The Little Longhorn Saloon is a timeless Austin institution, a dive bar that can trace its history back to a 1940s-era conversion into a bar after stints as farmhouse, gas station and restaurant. The Austin dive bar’s original owner, Dick Setliff, passed away in 1982, leaving the Little Longhorn Saloon to mainstay Ginny Kalmback in his will. Ginny’s face can still be seen framed behind the bar in addition to partner Dale Watson who came on board and eventually took over ownership in 2013 when Ginny retired. Ownership has since passed to Terry & David Genoa, but Ginny’s time presiding over the dive is still remembered fondly by regulars.
Outside, cinder blocks, license plates and a mosaic of stone comprise the Austin dive bar’s structure. The building resembles a church complete with steeple and might as well be viewed that way given the crowds that congregate every Sunday for a very different reason than mass. The Little Longhorn Saloon is famous for many things, but one of them is Chicken Bingo, a game of chance where participants by a ticket for a square in the chicken’s cage, hoping that the chicken will do its business on their plot. The event takes place every Sunday, running through a handful of rounds with special early seating for kids and seniors.

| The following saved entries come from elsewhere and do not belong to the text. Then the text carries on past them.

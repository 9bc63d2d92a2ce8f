//! The `Feature` trait features implement to extend the core without
//! forking it (spec §4.8).

use crate::context::BuilderContext;

/// Canonical feature priorities (spec §4.8: "lower numbers run first").
pub mod priority {
    /// Layout features (grid, masonry).
    pub const LAYOUT: i32 = 10;
    /// Data features (async paging).
    pub const DATA: i32 = 20;
    /// Sizing/compression (scale).
    pub const SCALE: i32 = 30;
    /// Selection.
    pub const SELECTION: i32 = 50;
    /// Sticky concerns (sections).
    pub const SECTIONS: i32 = 60;
    /// UI overlays (scrollbar).
    pub const SCROLLBAR: i32 = 70;
    /// Snapshots, run last.
    pub const SNAPSHOTS: i32 = 80;
}

/// A compositional unit applied at `build()` time. Features register
/// methods, install handlers/slots, and may wrap or replace the data
/// manager or scroll controller — all through the [`BuilderContext`] they
/// receive in [`Feature::setup`].
pub trait Feature<T> {
    /// A stable, unique name used for conflict detection and logging.
    fn name(&self) -> &str;

    /// Where this feature runs relative to others (see [`priority`]).
    /// Default is [`priority::SELECTION`]'s tier, the most common case.
    fn priority(&self) -> i32 {
        priority::SELECTION
    }

    /// Names of features this one cannot coexist with. `build()` throws a
    /// [`crate::error::ConfigError::Conflict`] if both are present.
    fn conflicts(&self) -> &[&str] {
        &[]
    }

    /// Mutate `ctx` to install this feature's behavior.
    fn setup(&mut self, ctx: &mut BuilderContext<T>);

    /// Optional teardown hook, pushed onto `ctx.handlers.destroy_handlers`
    /// by the builder right after `setup` returns (so implementers don't
    /// need to push it themselves).
    fn destroy(&mut self, _ctx: &mut BuilderContext<T>) {}
}
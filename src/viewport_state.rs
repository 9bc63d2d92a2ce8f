//! The dimension-agnostic mutable record the render loop mutates in place
//! every frame (spec §3 "Viewport State", §9 "Axis-neutral types").

use crate::range_math::Range;

/// Which physical axis "main axis" maps to. The core exposes one `Size`/
/// `Offset` vocabulary; this flag selects which DOM property each maps to.
#[derive(Debug, Clone, Copy, PartialEq, Eq)]
pub enum Orientation {
    /// Main axis is vertical: `scrollTop`/`clientHeight`/`translateY`.
    Vertical,
    /// Main axis is horizontal: `scrollLeft`/`clientWidth`/`translateX`.
    Horizontal,
}

impl Orientation {
    /// The CSS transform function name for this orientation.
    pub fn transform_fn(&self) -> &'static str {
        match self {
            Self::Vertical => "translateY",
            Self::Horizontal => "translateX",
        }
    }
}

/// Mutable viewport/scroll state, reused in place rather than reallocated
/// per frame (spec §9 memory discipline).
#[derive(Debug, Clone)]
pub struct ViewportState {
    /// Current scroll position along the main axis, in logical content
    /// pixels (already decompressed if in compressed scroll mode).
    pub scroll_position: f64,
    /// The viewport element's main-axis client size.
    pub container_size: f64,
    /// The scroll size presented to the browser (possibly capped by
    /// compression).
    pub total_size: f64,
    /// The true logical content extent, independent of any cap.
    pub actual_size: f64,
    /// Whether the scroll controller is in compressed mode.
    pub is_compressed: bool,
    /// `virtual_size / actual_size` when compressed; `1.0` otherwise.
    pub compression_ratio: f64,
    /// Indices that are geometrically visible.
    pub visible_range: Range,
    /// Visible range expanded by overscan; the set eligible for a DOM
    /// element.
    pub render_range: Range,
    /// Which physical axis is the main axis.
    pub orientation: Orientation,
}

impl ViewportState {
    /// A fresh, zeroed state for the given orientation.
    pub fn new(orientation: Orientation) -> Self {
        Self {
            scroll_position: 0.0,
            container_size: 0.0,
            total_size: 0.0,
            actual_size: 0.0,
            is_compressed: false,
            compression_ratio: 1.0,
            visible_range: Range::empty(),
            render_range: Range::empty(),
            orientation,
        }
    }
}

Outside of livestock-related parking lot events, the Austin dive bar lives up to its self-proclaimed statures as “the honkiest tonkiest beer joint in town” with a live music schedule that runs six nights a week (the bar is closed with Monday) with anywhere from two to three bands each evening. The space is small, meaning live music nights call for cramped quarters and a makeshift dance floor that can otherwise be referred to as any unoccupied piece of real estate. Shows are often livestreamed, as they were during the COVID-19 pandemic to help keep the Little Longhorn Saloon afloat.